**EXERCISE:** State how many lines in the entries below include the string "display", and give nothing beyond that number.

----

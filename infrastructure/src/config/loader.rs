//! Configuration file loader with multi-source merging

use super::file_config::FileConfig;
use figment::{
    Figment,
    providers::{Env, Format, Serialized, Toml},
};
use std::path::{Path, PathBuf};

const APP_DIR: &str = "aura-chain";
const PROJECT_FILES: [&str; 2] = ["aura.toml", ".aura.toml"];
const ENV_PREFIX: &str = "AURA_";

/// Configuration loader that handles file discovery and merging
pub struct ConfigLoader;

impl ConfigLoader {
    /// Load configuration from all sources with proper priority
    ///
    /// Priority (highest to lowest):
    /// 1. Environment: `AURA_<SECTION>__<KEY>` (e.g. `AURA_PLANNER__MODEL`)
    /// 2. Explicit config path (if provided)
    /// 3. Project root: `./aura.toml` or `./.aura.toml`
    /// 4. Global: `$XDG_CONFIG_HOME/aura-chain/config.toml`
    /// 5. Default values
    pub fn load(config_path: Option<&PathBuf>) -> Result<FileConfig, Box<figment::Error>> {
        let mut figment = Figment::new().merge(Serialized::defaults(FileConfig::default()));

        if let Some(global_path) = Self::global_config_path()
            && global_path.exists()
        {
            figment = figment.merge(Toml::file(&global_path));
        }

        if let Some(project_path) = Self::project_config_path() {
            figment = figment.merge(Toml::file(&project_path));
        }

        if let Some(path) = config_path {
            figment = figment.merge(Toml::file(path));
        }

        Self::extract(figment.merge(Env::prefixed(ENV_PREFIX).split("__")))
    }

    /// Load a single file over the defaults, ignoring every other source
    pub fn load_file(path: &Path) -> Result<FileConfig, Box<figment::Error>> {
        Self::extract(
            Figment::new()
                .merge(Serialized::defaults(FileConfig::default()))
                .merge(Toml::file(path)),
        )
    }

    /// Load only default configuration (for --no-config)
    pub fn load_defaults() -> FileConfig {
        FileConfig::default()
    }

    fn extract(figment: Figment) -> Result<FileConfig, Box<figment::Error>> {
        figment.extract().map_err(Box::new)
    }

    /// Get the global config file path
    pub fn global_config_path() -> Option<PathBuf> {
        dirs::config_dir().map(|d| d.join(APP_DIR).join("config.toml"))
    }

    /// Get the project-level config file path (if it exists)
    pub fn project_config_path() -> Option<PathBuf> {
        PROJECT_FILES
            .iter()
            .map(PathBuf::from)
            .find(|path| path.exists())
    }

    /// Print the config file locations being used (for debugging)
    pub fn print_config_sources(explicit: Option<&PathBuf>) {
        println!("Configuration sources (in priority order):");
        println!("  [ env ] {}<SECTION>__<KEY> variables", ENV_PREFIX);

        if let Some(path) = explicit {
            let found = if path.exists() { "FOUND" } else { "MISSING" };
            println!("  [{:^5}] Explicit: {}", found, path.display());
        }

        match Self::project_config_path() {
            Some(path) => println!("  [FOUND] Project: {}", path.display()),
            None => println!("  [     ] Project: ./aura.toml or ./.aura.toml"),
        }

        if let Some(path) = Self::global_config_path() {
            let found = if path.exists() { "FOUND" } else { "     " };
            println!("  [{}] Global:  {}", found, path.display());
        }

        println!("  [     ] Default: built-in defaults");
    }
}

----

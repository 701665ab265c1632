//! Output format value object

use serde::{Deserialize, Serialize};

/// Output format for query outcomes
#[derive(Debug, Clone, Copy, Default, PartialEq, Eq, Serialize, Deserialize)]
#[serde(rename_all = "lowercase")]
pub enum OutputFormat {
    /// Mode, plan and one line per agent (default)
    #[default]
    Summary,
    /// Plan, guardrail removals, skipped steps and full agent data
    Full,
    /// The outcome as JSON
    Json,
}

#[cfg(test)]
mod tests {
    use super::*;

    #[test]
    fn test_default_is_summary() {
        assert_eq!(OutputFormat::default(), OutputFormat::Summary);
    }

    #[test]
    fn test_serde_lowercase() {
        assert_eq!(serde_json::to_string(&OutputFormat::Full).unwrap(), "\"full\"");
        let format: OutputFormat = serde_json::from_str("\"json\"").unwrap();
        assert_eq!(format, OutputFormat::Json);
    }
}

----

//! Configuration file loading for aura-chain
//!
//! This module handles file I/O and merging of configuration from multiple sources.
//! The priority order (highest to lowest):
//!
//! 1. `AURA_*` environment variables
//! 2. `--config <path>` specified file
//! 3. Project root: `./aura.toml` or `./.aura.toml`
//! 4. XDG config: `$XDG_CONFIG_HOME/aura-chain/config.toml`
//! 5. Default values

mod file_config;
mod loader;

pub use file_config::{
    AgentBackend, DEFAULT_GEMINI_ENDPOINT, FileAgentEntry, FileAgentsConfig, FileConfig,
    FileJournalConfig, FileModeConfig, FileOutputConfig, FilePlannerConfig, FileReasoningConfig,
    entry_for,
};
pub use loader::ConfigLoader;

----

**OUTPUT BELOW:** 3